Kifah Mahmood
TT

Baghdad... Disarmament or Control Over Arms?

A new narrative that deserves careful scrutiny is seeping into the debate over weapons in Iraq. The discussion is no longer about “disarming” the non-state actors that fall under the umbrella of the Popular Mobilization Forces (PMF) but rather about “controlling” these weapons and “placing them under the authority of the state.”

The fundamental distinctions between the two concepts should not be overlooked: disarmament implies dismantlement and termination, whereas control implies containment and repurposing. Strikingly, this shift in terminology is reportedly known to the United States. It is part of the framework of an “undeclared truce” that has prevailed since April 8 grounded in a simple principle: “Don’t threaten us, and we won’t attack you.”

The obvious question is: why would Washington, which has long championed the slogan of ending the “militias”, accept a formula that leaves the weapons intact and merely formalizes their link to the state?

The most persuasive answer, though it remains speculative, is that Washington seeks not so much to dismantle these forces as to domesticate them. A dismantled faction creates a vacuum that could be filled by groups that are even more radical and less controllable. A contained faction, as it is gradually integrated into a new security institution linked to the Commander-in-Chief of the Armed Forces, can be monitored and engaged with.

This would not represent a defeat for the factions in the traditional sense. It would recalibrate their position within the framework of the Iraqi state and perhaps the broader regional equation.

The broader context lends this hypothesis credibility. According to officials within the Coordination Framework, indirect talks between Baghdad and three or four armed factions are proceeding in two stages: first, a halt in attacks, and this has already been achieved; second, restricting weapons, not confiscating them. These officials insist that the decision is “purely Iraqi” and not the result of external pressure.

Yet, the very fact that foreign pressure is being denied proves that is a key element. If this were truly Iraq’s sovereign decision, there would be no need to make repeated assurances of its independence.

Washington publicly warned against allowing factions that had continued to launch attacks to join the new government. It also intervened openly to veto the nomination of Nouri al-Maliki before the premiership was ultimately entrusted to Ali al-Zaidi. When outside powers are drawing red lines around government formation, it is hard to imagine that the question of arms, the most critical issue of all, has been left entirely to domestic hands.

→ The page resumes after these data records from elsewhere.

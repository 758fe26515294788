use std::path::PathBuf;

use anyhow::Context;
use clap::Parser;

use gw2dat::dat::{DatArchive, LookupKind};

#[derive(Parser)]
#[command(name = "gw2dat-cli")]
#[command(about = "Extract entries from a Guild Wars 2 .dat archive", long_about = None)]
struct Cli {
    /// MFT index of the entry to extract (a base ID by default)
    index: u32,

    /// Path to the .dat archive (defaults to $GW2DAT_PATH)
    #[arg(short, long)]
    archive: Option<PathBuf>,

    /// Treat the index as a file ID instead of a base ID
    #[arg(long)]
    file_id: bool,

    /// Write the full payload to this file instead of previewing it
    #[arg(short, long)]
    output: Option<PathBuf>,
}

fn main() -> anyhow::Result<()> {
    // Setup logging
    tracing_subscriber::fmt::init();

    let cli = Cli::parse();
    let archive_path = cli
        .archive
        .or_else(|| std::env::var_os("GW2DAT_PATH").map(PathBuf::from))
        .context("no archive path given: pass --archive or set GW2DAT_PATH")?;

    let mut archive = DatArchive::open_path(&archive_path)
        .with_context(|| format!("failed to open {}", archive_path.display()))?;
    println!("{:#?}", archive.header());

    let kind = if cli.file_id {
        LookupKind::FileId
    } else {
        LookupKind::BaseId
    };
    let data = archive
        .extract(cli.index, kind)
        .with_context(|| format!("failed to extract {} {}", kind.as_str(), cli.index))?;

    match cli.output {
        Some(path) => {
            std::fs::write(&path, &data)
                .with_context(|| format!("failed to write {}", path.display()))?;
            println!("✓ Wrote {} bytes to {}", data.len(), path.display());
        }
        None => {
            let preview = &data[..data.len().min(128)];
            println!("Extracted data (first {} of {} bytes):", preview.len(), data.len());
            print!("{}", hex_dump(preview));
        }
    }

    Ok(())
}

/// Render bytes as offset/hex/ASCII rows, 16 bytes per row.
fn hex_dump(data: &[u8]) -> String {
    use std::fmt::Write;

    let mut out = String::new();
    for (row, chunk) in data.chunks(16).enumerate() {
        write!(out, "{:08x}  ", row * 16).unwrap();
        for col in 0..16 {
            match chunk.get(col) {
                Some(byte) => write!(out, "{byte:02x} ").unwrap(),
                None => out.push_str("   "),
            }
            if col == 7 {
                out.push(' ');
            }
        }
        out.push(' ');
        for &byte in chunk {
            out.push(if (0x20..0x7F).contains(&byte) {
                byte as char
            } else {
                '.'
            });
        }
        out.push('\n');
    }
    out
}
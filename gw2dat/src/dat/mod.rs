//! `.dat` archive parsing and entry extraction

mod reader;
mod types;

pub use reader::DatArchive;
pub use types::{DatHeader, IndexEntry, LookupKind, MftEntry, MftHeader, MFT_MAGIC};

Yet, the most intriguing picture is neither in Washington nor in Baghdad, but in Tehran. These factions emerged and evolved as regional proxies of Tehran, and they reportedly carried out hundreds of attacks in support of Iran during the 40 days of the most recent war. The lingering question, then, is this: what if this arm is no longer treated as an untouchable strategic asset, but as a negotiable card?

Here, a harsh but apt metaphor comes to mind: sacrifice at the altar of uranium.

Iran is now engaged in difficult negotiations with Washington. We have seen consistent reporting on a framework based on extending a 60-day truce and reopening the Strait of Hormuz in exchange for an Iranian pledge, "in principle," to relinquish its stockpile of highly enriched uranium. Tehran, for its part, has been quick to deny any firm commitment to surrender this stockpile.

Whatever the truth may be, the nuclear program is no longer merely a technical issue. It has become something akin to the soul of the regime, the central pillar of its survival, the source of its bargaining power and strategic resilience.

With the nuclear question imbued with this sanctity, everything else becomes expendable. In this cold calculation, the Iraqi factions may be among the first offerings, not through outright abandonment but through a form of containment that reassures Washington while allowing Tehran to save face. No explicit dissolution, no public surrender, but rather a slow absorption into Iraqi state institutions that strips them of their function as offensive instruments and turns them into managed entities.

In this way, Tehran lays its sacrifice on the altar: giving up what appears to be its most valuable in the hope of receiving American flexibility on uranium enrichment.

Ultimately, however, this remains a speculative hypothesis rather than an established fact.

It is entirely possible that current developments reflect an Iraqi decision born of the Shiite community's exhaustion with bearing the costs of unchecked arms and of the emerging Zaidi government's desire to reassert the state's authority and legitimacy. Others will argue that Tehran does not, in fact, exercise decisive control over every faction, and that some groups may resist absorption and defy their patron.

All of these outcomes remain plausible, and none should be discounted in favor of a single narrative.

Taken together, the indicators - the shift in terminology from disarmament to control, the quiet truce with the Americans, Washington's role involvement in the formation of Iraq’s government, and the fact that this is all happening during a decisive moment in nuclear negotiations - form a thread that is hard to ignore.

What appears to be happening behind the scenes is a reshuffling of the cards: Washington is containing the proxies rather than breaking them; Tehran is bargaining rather than defending them; and Iraq, as has so often been the case in its modern history, remains the arena on which others draw their maps.